The stand is the mount, or base, for the solar cooker. It is crucial that the stand be easily adjustable so the solar cooker can track the Sun with minimal disruption to the cooking process. The stand obviously must also be strong enough and well grounded to support the Sunbrella with food in it.
We brainstormed quite a few different designs for the stand, two of which we actually tried:
- Stake - This design acts like an extension of the umbrella's tip. We screwed a long stake onto a long copper pipe that is just flexible enough to be manually adjusted, but strong enough to maintain it's shape while holding the Sunbrella. The stake is firmly stuck into the ground, and then the umbrella's tip is secured into the end of the copper pipe. Some kind of support is needed to keep the stake from freely rotating in the soil, like bungee cords also staked on either side.

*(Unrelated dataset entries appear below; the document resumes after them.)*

//! Events accepted by the combobox state machine.

use std::fmt;

use crate::model::{InputMode, SelectMode};

/// Direction of a vertical arrow key.
#[derive(Debug, Clone, Copy, PartialEq, Eq, Hash)]
#[cfg_attr(feature = "serde", derive(serde::Serialize, serde::Deserialize))]
#[cfg_attr(feature = "serde", serde(rename_all = "kebab-case"))]
pub enum VerticalDirection {
    /// `ArrowUp`.
    Up,
    /// `ArrowDown`.
    Down,
}

impl VerticalDirection {
    /// The index step for this direction.
    pub fn delta(self) -> isize {
        match self {
            Self::Up => -1,
            Self::Down => 1,
        }
    }
}

/// Direction of a horizontal arrow key.
#[derive(Debug, Clone, Copy, PartialEq, Eq, Hash)]
#[cfg_attr(feature = "serde", derive(serde::Serialize, serde::Deserialize))]
#[cfg_attr(feature = "serde", serde(rename_all = "kebab-case"))]
pub enum HorizontalDirection {
    /// `ArrowLeft`.
    Left,
    /// `ArrowRight`.
    Right,
}

/// A user interaction or caller-driven setter.
#[derive(Debug, Clone, PartialEq, Eq)]
#[cfg_attr(feature = "serde", derive(serde::Serialize, serde::Deserialize))]
#[cfg_attr(feature = "serde", serde(tag = "type", content = "payload", rename_all = "kebab-case"))]
pub enum Msg<T> {
    /// The input gained focus.
    FocusedInput,
    /// The input lost focus.
    BlurredInput,
    /// The input was clicked or tapped.
    PressedInput,
    /// The input text changed.
    InputtedValue(String),
    /// An item in the dropdown was clicked.
    PressedItem(T),
    /// The pointer moved over the visible item at this index.
    HoveredOverItem(usize),
    /// `ArrowUp` or `ArrowDown`.
    PressedVerticalArrowKey(VerticalDirection),
    /// `ArrowLeft` or `ArrowRight`.
    PressedHorizontalArrowKey(HorizontalDirection),
    /// `Enter`.
    PressedEnterKey,
    /// `Escape`.
    PressedEscapeKey,
    /// `Backspace`.
    PressedBackspaceKey,
    /// Any other key, by its raw name.
    PressedKey(String),
    /// The remove button of a selected-item chip was clicked.
    PressedUnselectButton(T),
    /// The clear-all button was clicked.
    PressedUnselectAllButton,
    /// A selected-item chip gained focus.
    FocusedSelectedItem(T),
    /// A selected-item chip lost focus.
    BlurredSelectedItem(T),
    /// Replace the candidate items.
    SetAllItems(Vec<T>),
    /// Replace the selection.
    SetSelectedItems(Vec<T>),
    /// Replace the search text (search mode only).
    SetInputValue(String),
    /// Move the highlight (highlighted phase only).
    SetHighlightIndex(usize),
    /// Change the select and/or input mode.
    SetMode {
        /// New select mode, if changing.
        select_mode: Option<SelectMode>,
        /// New input mode, if changing.
        input_mode: Option<InputMode>,
    },
}

impl<T> Msg<T> {
    /// The payload-free tag of this message.
    pub fn msg_type(&self) -> MsgType {
        match self {
            Self::FocusedInput => MsgType::FocusedInput,
            Self::BlurredInput => MsgType::BlurredInput,
            Self::PressedInput => MsgType::PressedInput,
            Self::InputtedValue(_) => MsgType::InputtedValue,
            Self::PressedItem(_) => MsgType::PressedItem,
            Self::HoveredOverItem(_) => MsgType::HoveredOverItem,
            Self::PressedVerticalArrowKey(_) => MsgType::PressedVerticalArrowKey,
            Self::PressedHorizontalArrowKey(_) => MsgType::PressedHorizontalArrowKey,
            Self::PressedEnterKey => MsgType::PressedEnterKey,
            Self::PressedEscapeKey => MsgType::PressedEscapeKey,
            Self::PressedBackspaceKey => MsgType::PressedBackspaceKey,
            Self::PressedKey(_) => MsgType::PressedKey,
            Self::PressedUnselectButton(_) => MsgType::PressedUnselectButton,
            Self::PressedUnselectAllButton => MsgType::PressedUnselectAllButton,
            Self::FocusedSelectedItem(_) => MsgType::FocusedSelectedItem,
            Self::BlurredSelectedItem(_) => MsgType::BlurredSelectedItem,
            Self::SetAllItems(_) => MsgType::SetAllItems,
            Self::SetSelectedItems(_) => MsgType::SetSelectedItems,
            Self::SetInputValue(_) => MsgType::SetInputValue,
            Self::SetHighlightIndex(_) => MsgType::SetHighlightIndex,
            Self::SetMode { .. } => MsgType::SetMode,
        }
    }
}

/// The tag of a [`Msg`], used for suppression scheduling.
#[derive(Debug, Clone, Copy, PartialEq, Eq, Hash)]
#[cfg_attr(feature = "serde", derive(serde::Serialize, serde::Deserialize))]
#[cfg_attr(feature = "serde", serde(rename_all = "kebab-case"))]
pub enum MsgType {
    FocusedInput,
    BlurredInput,
    PressedInput,
    InputtedValue,
    PressedItem,
    HoveredOverItem,
    PressedVerticalArrowKey,
    PressedHorizontalArrowKey,
    PressedEnterKey,
    PressedEscapeKey,
    PressedBackspaceKey,
    PressedKey,
    PressedUnselectButton,
    PressedUnselectAllButton,
    FocusedSelectedItem,
    BlurredSelectedItem,
    SetAllItems,
    SetSelectedItems,
    SetInputValue,
    SetHighlightIndex,
    SetMode,
}

impl MsgType {
    /// The kebab-case name of the event type.
    pub fn as_str(self) -> &'static str {
        match self {
            Self::FocusedInput => "focused-input",
            Self::BlurredInput => "blurred-input",
            Self::PressedInput => "pressed-input",
            Self::InputtedValue => "inputted-value",
            Self::PressedItem => "pressed-item",
            Self::HoveredOverItem => "hovered-over-item",
            Self::PressedVerticalArrowKey => "pressed-vertical-arrow-key",
            Self::PressedHorizontalArrowKey => "pressed-horizontal-arrow-key",
            Self::PressedEnterKey => "pressed-enter-key",
            Self::PressedEscapeKey => "pressed-escape-key",
            Self::PressedBackspaceKey => "pressed-backspace-key",
            Self::PressedKey => "pressed-key",
            Self::PressedUnselectButton => "pressed-unselect-button",
            Self::PressedUnselectAllButton => "pressed-unselect-all-button",
            Self::FocusedSelectedItem => "focused-selected-item",
            Self::BlurredSelectedItem => "blurred-selected-item",
            Self::SetAllItems => "set-all-items",
            Self::SetSelectedItems => "set-selected-items",
            Self::SetInputValue => "set-input-value",
            Self::SetHighlightIndex => "set-highlight-index",
            Self::SetMode => "set-mode",
        }
    }
}

impl fmt::Display for MsgType {
    fn fmt(&self, f: &mut fmt::Formatter<'_>) -> fmt::Result {
        f.write_str(self.as_str())
    }
}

- Tripod - Tripods are wonderful for a solar cooker stand because they are well grounded and are easily adjusted and fixed in any direction. We designed an interface where the umbrella attaches to the tripod using an aluminum plate, piping, brackets, and rubber tubing. This interface screws onto where a camera usually does and snuggly holds onto the Sunbrella. For constructing this interface, we were very fortunate to know someone who has access to an iron-working machine that could cut and drill the aluminum sheet like nothing. Thank you John Davis from Solar Racks in Arcata!

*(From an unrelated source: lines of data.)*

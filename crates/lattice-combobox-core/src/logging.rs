//! Logging and debugging facilities for combobox state.
//!
//! This module provides:
//! - Target and span names for filtering `tracing` output by subsystem
//! - Wrapper macros with consistent target naming
//! - [`ModelDebug`], a human-readable listing of a model for debug logs
//!
//! # Tracing Integration
//!
//! The state machine is instrumented with the `tracing` crate. To see logs,
//! install a subscriber in your application:
//!
//! ```ignore
//! tracing_subscriber::fmt()
//!     .with_env_filter("lattice_combobox_core::update=trace")
//!     .init();
//! ```
//!
//! # Debug Visualization
//!
//! ```
//! use lattice_combobox_core::{init, Config, ItemId};
//! use lattice_combobox_core::logging::ModelDebug;
//!
//! let config = Config::<&'static str>::new(|s| ItemId::from(*s), |s| s.to_string());
//! let model = init(vec!["Apple", "Banana"]);
//!
//! let listing = ModelDebug::new(&config, &model).to_string();
//! assert!(listing.contains("blurred"));
//! assert!(listing.contains("Banana"));
//! ```

use std::fmt;

use crate::config::Config;
use crate::model::Model;
use crate::selectors::{self, ItemStatus};

/// Span names for spans opened outside `#[instrument]`.
pub mod span_names {
    /// Controller dispatch.
    pub const DISPATCH: &str = "lattice_combobox::dispatch";
}

/// Target names for log filtering.
///
/// Use these with `tracing` directives to filter logs by subsystem.
pub mod targets {
    /// Core crate target.
    pub const CORE: &str = "lattice_combobox_core";
    /// State transition target.
    pub const UPDATE: &str = "lattice_combobox_core::update";
    /// Signal/slot target.
    pub const SIGNAL: &str = "lattice_combobox_core::signal";
    /// Selector target.
    pub const SELECTORS: &str = "lattice_combobox_core::selectors";
}

/// Style options for model listings.
#[derive(Debug, Clone, Copy, PartialEq, Eq, Default)]
pub enum DebugStyle {
    /// ASCII status markers.
    Ascii,
    /// Unicode status markers.
    #[default]
    Unicode,
    /// Single-line summary without the item listing.
    Compact,
}

/// Configuration for [`ModelDebug`] output.
#[derive(Debug, Clone)]
pub struct DebugFormatOptions {
    /// The listing style.
    pub style: DebugStyle,
    /// Whether to show item ids next to item text.
    pub show_ids: bool,
    /// Whether to show the pending skip-once queue.
    pub show_skip_once: bool,
    /// Maximum number of visible items to list (None for unlimited).
    pub max_items: Option<usize>,
}

impl Default for DebugFormatOptions {
    fn default() -> Self {
        Self {
            style: DebugStyle::default(),
            show_ids: true,
            show_skip_once: true,
            max_items: None,
        }
    }
}

impl DebugFormatOptions {
    /// Create options for a one-line summary.
    pub fn compact() -> Self {
        Self {
            style: DebugStyle::Compact,
            show_ids: false,
            ..Default::default()
        }
    }

    /// Create options for minimal output.
    pub fn minimal() -> Self {
        Self {
            show_ids: false,
            show_skip_once: false,
            ..Default::default()
        }
    }
}

/// Debug utility that renders a model as a readable listing.
///
/// Intended for logs and test failure output, never for rendering a widget.
pub struct ModelDebug<'a, T> {
    config: &'a Config<T>,
    model: &'a Model<T>,
    options: DebugFormatOptions,
}

impl<'a, T> ModelDebug<'a, T> {
    /// Create a listing with default options.
    pub fn new(config: &'a Config<T>, model: &'a Model<T>) -> Self {
        Self {
            config,
            model,
            options: DebugFormatOptions::default(),
        }
    }

    /// Create a listing with custom options.
    pub fn with_options(config: &'a Config<T>, model: &'a Model<T>, options: DebugFormatOptions) -> Self {
        Self { config, model, options }
    }

    fn marker(&self, status: ItemStatus) -> &'static str {
        match (self.options.style, status) {
            (DebugStyle::Unicode, ItemStatus::Unselected) => "  ",
            (DebugStyle::Unicode, ItemStatus::Highlighted) => "\u{25b8} ",
            (DebugStyle::Unicode, ItemStatus::Selected) => "\u{2713} ",
            (DebugStyle::Unicode, ItemStatus::SelectedAndHighlighted) => "\u{25b8}\u{2713}",
            (_, ItemStatus::Unselected) => "  ",
            (_, ItemStatus::Highlighted) => "> ",
            (_, ItemStatus::Selected) => "* ",
            (_, ItemStatus::SelectedAndHighlighted) => ">*",
        }
    }
}

impl<T: Clone> ModelDebug<'_, T> {
    fn fmt_compact(&self, f: &mut fmt::Formatter<'_>) -> fmt::Result {
        let visible = selectors::to_visible_items(self.config, self.model);
        write!(
            f,
            "{} input={:?} selected={} visible={}",
            self.model.phase().tag(),
            selectors::to_current_input_value(self.config, self.model),
            self.model.selected_items().len(),
            visible.len(),
        )?;
        if self.options.show_skip_once && !self.model.skip_once().is_empty() {
            write!(f, " skip={:?}", self.model.skip_once())?;
        }
        Ok(())
    }
}

impl<T: Clone> fmt::Display for ModelDebug<'_, T> {
    fn fmt(&self, f: &mut fmt::Formatter<'_>) -> fmt::Result {
        if self.options.style == DebugStyle::Compact {
            return self.fmt_compact(f);
        }

        let model = self.model;
        let phase = model.phase();
        write!(f, "Combobox [{}]", phase.tag())?;
        if let Some(index) = phase.highlight_index() {
            write!(f, " highlight={index}")?;
        }
        if let Some(index) = phase.focused_index() {
            write!(f, " focused={index}")?;
        }
        writeln!(f)?;
        writeln!(
            f,
            "  input: {:?}",
            selectors::to_current_input_value(self.config, model)
        )?;

        let selected: Vec<String> = model
            .selected_items()
            .iter()
            .map(|item| self.config.item_input_value(item))
            .collect();
        writeln!(f, "  selected: {selected:?}")?;

        if self.options.show_skip_once && !model.skip_once().is_empty() {
            let pending: Vec<&str> = model.skip_once().iter().map(|t| t.as_str()).collect();
            writeln!(f, "  skip-once: {pending:?}")?;
        }

        let visible = selectors::to_visible_items(self.config, model);
        writeln!(f, "  items ({} visible of {}):", visible.len(), model.all_items().len())?;
        let limit = self.options.max_items.unwrap_or(usize::MAX);
        for item in visible.iter().take(limit) {
            let status = selectors::to_item_status(self.config, model, item);
            write!(f, "    {} {}", self.marker(status), self.config.item_input_value(item))?;
            if self.options.show_ids {
                write!(f, " [{}]", self.config.item_id(item))?;
            }
            writeln!(f)?;
        }
        if visible.len() > limit {
            writeln!(f, "    ... {} more", visible.len() - limit)?;
        }
        Ok(())
    }
}

impl<T> fmt::Debug for ModelDebug<'_, T> {
    fn fmt(&self, f: &mut fmt::Formatter<'_>) -> fmt::Result {
        f.debug_struct("ModelDebug")
            .field("options", &self.options)
            .finish_non_exhaustive()
    }
}

/// Macros for common tracing patterns.
///
/// These are thin wrappers around the `tracing` macros bound to the core
/// target.
#[macro_export]
macro_rules! combobox_debug {
    ($($arg:tt)*) => {
        tracing::debug!(target: $crate::logging::targets::CORE, $($arg)*)
    };
}

#[macro_export]
macro_rules! combobox_warn {
    ($($arg:tt)*) => {
        tracing::warn!(target: $crate::logging::targets::CORE, $($arg)*)
    };
}
//! Prelude module for Lattice Combobox.
//!
//! This module re-exports the most commonly used types for convenient importing:
//!
//! ```ignore
//! use lattice_combobox::prelude::*;
//! ```

// ============================================================================
// State Machine
// ============================================================================

pub use crate::{
    Config, ConfigBuilder, InputMode, ItemId, Model, Msg, Phase, SelectMode,
    SelectedItemListDirection, Transition, init, update,
};
pub use crate::{HorizontalDirection, VerticalDirection};

// ============================================================================
// Selectors and Effects
// ============================================================================

pub use crate::selectors::{self, ItemStatus};
pub use crate::{Effect, EffectCallbacks, EffectHandler, EffectSignals, run_effects};

// ============================================================================
// Host Wiring
// ============================================================================

pub use crate::accessibility::{AccessibleRole, AriaAttributes};
pub use crate::keyboard::{KeyboardMsg, key_to_msg};
pub use crate::signal::{ConnectionId, Signal};
pub use crate::Combobox;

The cookware is what facilitates the cooking of the food, including a pot, it's base, and ideally a windshield (oh, and of course a mixer and a pot holder). Usually, parabolic solar cookers do not have a shaft running right through the focal point. This creates some challenges, but in turn enables creativity.

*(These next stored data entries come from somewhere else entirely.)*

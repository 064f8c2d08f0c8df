//! The combobox interaction model.
//!
//! A [`Model`] is a plain value: every call to [`update`](crate::update)
//! returns a new one and never mutates the previous model. Callers store the
//! latest model and hand it back on the next event.
//!
//! The interaction phase is a tagged union ([`Phase`]) rather than a set of
//! booleans, so combinations like "closed but highlighted" cannot be
//! represented.

use crate::msg::MsgType;

// ============================================================================
// Modes
// ============================================================================

/// Reading direction of the selected-item chip list in multi-select mode.
///
/// Determines which horizontal arrow key moves focus from the input into the
/// chip list.
#[derive(Debug, Clone, Copy, PartialEq, Eq, Hash, Default)]
#[cfg_attr(feature = "serde", derive(serde::Serialize, serde::Deserialize))]
#[cfg_attr(feature = "serde", serde(rename_all = "kebab-case"))]
pub enum SelectedItemListDirection {
    /// Chips follow the input from left to right; `ArrowRight` enters them.
    #[default]
    LeftToRight,
    /// Chips follow the input from right to left; `ArrowLeft` enters them.
    RightToLeft,
}

/// Selection cardinality.
#[derive(Debug, Clone, Copy, PartialEq, Eq, Hash, Default)]
#[cfg_attr(feature = "serde", derive(serde::Serialize, serde::Deserialize))]
#[cfg_attr(feature = "serde", serde(tag = "type", rename_all = "kebab-case"))]
pub enum SelectMode {
    /// At most one item is selected.
    #[default]
    SingleSelect,
    /// Any number of items are selected and shown as chips.
    MultiSelect {
        /// Layout direction of the chip list.
        selected_item_list_direction: SelectedItemListDirection,
    },
}

impl SelectMode {
    /// Multi-select with left-to-right chips.
    pub fn multi() -> Self {
        Self::MultiSelect {
            selected_item_list_direction: SelectedItemListDirection::LeftToRight,
        }
    }

    /// Multi-select with chips in the given direction.
    pub fn multi_with_direction(direction: SelectedItemListDirection) -> Self {
        Self::MultiSelect {
            selected_item_list_direction: direction,
        }
    }

    /// Check for single-select mode.
    pub fn is_single_select(&self) -> bool {
        matches!(self, Self::SingleSelect)
    }

    /// Check for multi-select mode.
    pub fn is_multi_select(&self) -> bool {
        matches!(self, Self::MultiSelect { .. })
    }

    /// The chip list direction, if in multi-select mode.
    pub fn selected_item_list_direction(&self) -> Option<SelectedItemListDirection> {
        match self {
            Self::SingleSelect => None,
            Self::MultiSelect {
                selected_item_list_direction,
            } => Some(*selected_item_list_direction),
        }
    }
}

/// Whether typing filters the items or the input mirrors the selection.
#[derive(Debug, Clone, PartialEq, Eq, Hash)]
#[cfg_attr(feature = "serde", derive(serde::Serialize, serde::Deserialize))]
#[cfg_attr(feature = "serde", serde(tag = "type", rename_all = "kebab-case"))]
pub enum InputMode {
    /// The input always shows the selection; typed text is ignored.
    SelectOnly,
    /// Typed text is kept and used to filter the items.
    SearchMode {
        /// The live text of the input.
        input_value: String,
    },
}

impl InputMode {
    /// Search mode with the given text.
    pub fn search(input_value: impl Into<String>) -> Self {
        Self::SearchMode {
            input_value: input_value.into(),
        }
    }

    /// Check for search mode.
    pub fn is_search_mode(&self) -> bool {
        matches!(self, Self::SearchMode { .. })
    }

    /// The search text, if in search mode.
    pub fn input_value(&self) -> Option<&str> {
        match self {
            Self::SelectOnly => None,
            Self::SearchMode { input_value } => Some(input_value),
        }
    }
}

impl Default for InputMode {
    fn default() -> Self {
        Self::search("")
    }
}

// ============================================================================
// Phase
// ============================================================================

/// The interaction phase of a combobox.
#[derive(Debug, Clone, Copy, PartialEq, Eq, Hash, Default)]
#[cfg_attr(feature = "serde", derive(serde::Serialize, serde::Deserialize))]
#[cfg_attr(feature = "serde", serde(tag = "type", rename_all = "kebab-case"))]
pub enum Phase {
    /// Input not focused, dropdown closed.
    #[default]
    Blurred,
    /// Input focused, dropdown closed.
    #[cfg_attr(feature = "serde", serde(rename = "focused__closed"))]
    FocusedClosed,
    /// Input focused, dropdown open, nothing highlighted.
    #[cfg_attr(feature = "serde", serde(rename = "focused__opened"))]
    FocusedOpened,
    /// Dropdown open with one visible item highlighted.
    #[cfg_attr(feature = "serde", serde(rename = "focused__opened__highlighted"))]
    FocusedOpenedHighlighted {
        /// Index into the visible items.
        highlight_index: usize,
    },
    /// Keyboard focus is on a selected-item chip.
    SelectedItemHighlighted {
        /// Index into the selected items.
        focused_index: usize,
    },
}

impl Phase {
    /// The phase's canonical name.
    pub fn tag(&self) -> &'static str {
        match self {
            Self::Blurred => "blurred",
            Self::FocusedClosed => "focused__closed",
            Self::FocusedOpened => "focused__opened",
            Self::FocusedOpenedHighlighted { .. } => "focused__opened__highlighted",
            Self::SelectedItemHighlighted { .. } => "selected-item-highlighted",
        }
    }

    /// Whether the dropdown is open.
    pub fn is_opened(&self) -> bool {
        matches!(self, Self::FocusedOpened | Self::FocusedOpenedHighlighted { .. })
    }

    /// Whether the text input holds focus.
    pub fn is_input_focused(&self) -> bool {
        matches!(
            self,
            Self::FocusedClosed | Self::FocusedOpened | Self::FocusedOpenedHighlighted { .. }
        )
    }

    /// Whether the widget holds focus at all (input or chip).
    pub fn is_focused(&self) -> bool {
        !matches!(self, Self::Blurred)
    }

    /// The highlight index, if an item is highlighted.
    pub fn highlight_index(&self) -> Option<usize> {
        match self {
            Self::FocusedOpenedHighlighted { highlight_index } => Some(*highlight_index),
            _ => None,
        }
    }

    /// The focused chip index, if a chip is focused.
    pub fn focused_index(&self) -> Option<usize> {
        match self {
            Self::SelectedItemHighlighted { focused_index } => Some(*focused_index),
            _ => None,
        }
    }
}

// ============================================================================
// Model
// ============================================================================

/// The full interaction state of one combobox.
///
/// Fields are read through accessors; all changes go through
/// [`update`](crate::update) so the invariants hold:
///
/// - single-select models hold at most one selected item
/// - a chip focus index always points into `selected_items`
#[derive(Debug, Clone, PartialEq, Eq)]
#[cfg_attr(feature = "serde", derive(serde::Serialize, serde::Deserialize))]
pub struct Model<T> {
    pub(crate) all_items: Vec<T>,
    pub(crate) selected_items: Vec<T>,
    pub(crate) select_mode: SelectMode,
    pub(crate) input_mode: InputMode,
    pub(crate) skip_once: Vec<MsgType>,
    pub(crate) phase: Phase,
}

impl<T> Model<T> {
    /// Create a blurred model with no selection over the given items.
    pub fn new(all_items: Vec<T>) -> Self {
        Self {
            all_items,
            selected_items: Vec::new(),
            select_mode: SelectMode::default(),
            input_mode: InputMode::default(),
            skip_once: Vec::new(),
            phase: Phase::Blurred,
        }
    }

    /// Set the select mode using builder pattern.
    ///
    /// Switching to single-select keeps only the first selected item.
    pub fn with_select_mode(mut self, select_mode: SelectMode) -> Self {
        self.select_mode = select_mode;
        if select_mode.is_single_select() {
            self.selected_items.truncate(1);
        }
        self
    }

    /// Set the input mode using builder pattern.
    pub fn with_input_mode(mut self, input_mode: InputMode) -> Self {
        self.input_mode = input_mode;
        self
    }

    /// Set the initial selection using builder pattern.
    ///
    /// In single-select mode only the first item is kept.
    pub fn with_selected_items(mut self, selected_items: Vec<T>) -> Self {
        self.selected_items = selected_items;
        if self.select_mode.is_single_select() {
            self.selected_items.truncate(1);
        }
        self
    }

    /// All candidate items, in order.
    pub fn all_items(&self) -> &[T] {
        &self.all_items
    }

    /// The selected items, oldest first.
    pub fn selected_items(&self) -> &[T] {
        &self.selected_items
    }

    /// The select mode.
    pub fn select_mode(&self) -> SelectMode {
        self.select_mode
    }

    /// The input mode.
    pub fn input_mode(&self) -> &InputMode {
        &self.input_mode
    }

    /// The current phase.
    pub fn phase(&self) -> Phase {
        self.phase
    }

    /// Event types that will be discarded on their next occurrence.
    pub fn skip_once(&self) -> &[MsgType] {
        &self.skip_once
    }

    /// The live search text, if in search mode.
    pub fn search_value(&self) -> Option<&str> {
        self.input_mode.input_value()
    }

    /// Whether anything is selected.
    pub fn has_selection(&self) -> bool {
        !self.selected_items.is_empty()
    }

    /// Whether the search text is empty (always true in select-only mode).
    pub(crate) fn is_search_empty(&self) -> bool {
        self.search_value().is_none_or(str::is_empty)
    }

    pub(crate) fn set_search_value(&mut self, text: String) {
        if let InputMode::SearchMode { input_value } = &mut self.input_mode {
            *input_value = text;
        }
    }
}

impl<T> Default for Model<T> {
    fn default() -> Self {
        Self::new(Vec::new())
    }
}

/// Create the initial model for a combobox.
///
/// Shorthand for [`Model::new`].
pub fn init<T>(all_items: Vec<T>) -> Model<T> {
    Model::new(all_items)
}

- Pot - This can be a whole variety of things, like a pan, dish, or jar. Whatever it is, it should be black, as black absorbs the whole spectrum of light. When sizing the pot, it is important to consider the focal point's size (meaning how focused it really is) and location. Since our umbrella's focal area (it wasn't much of a point) was on and above the beams, we needed to put the pot as low as possible. We decided to use a bunt cake dish, which is a donut-like pot with a hollow cone in the middle. This pot slides over the handle and down the shaft perfectly and nestles on the beams. Because the bottom of the pot gets so hot, we decided to use two bunt cake dishes, one inside the other with a little space between, so to avoid burnt food and allow convection.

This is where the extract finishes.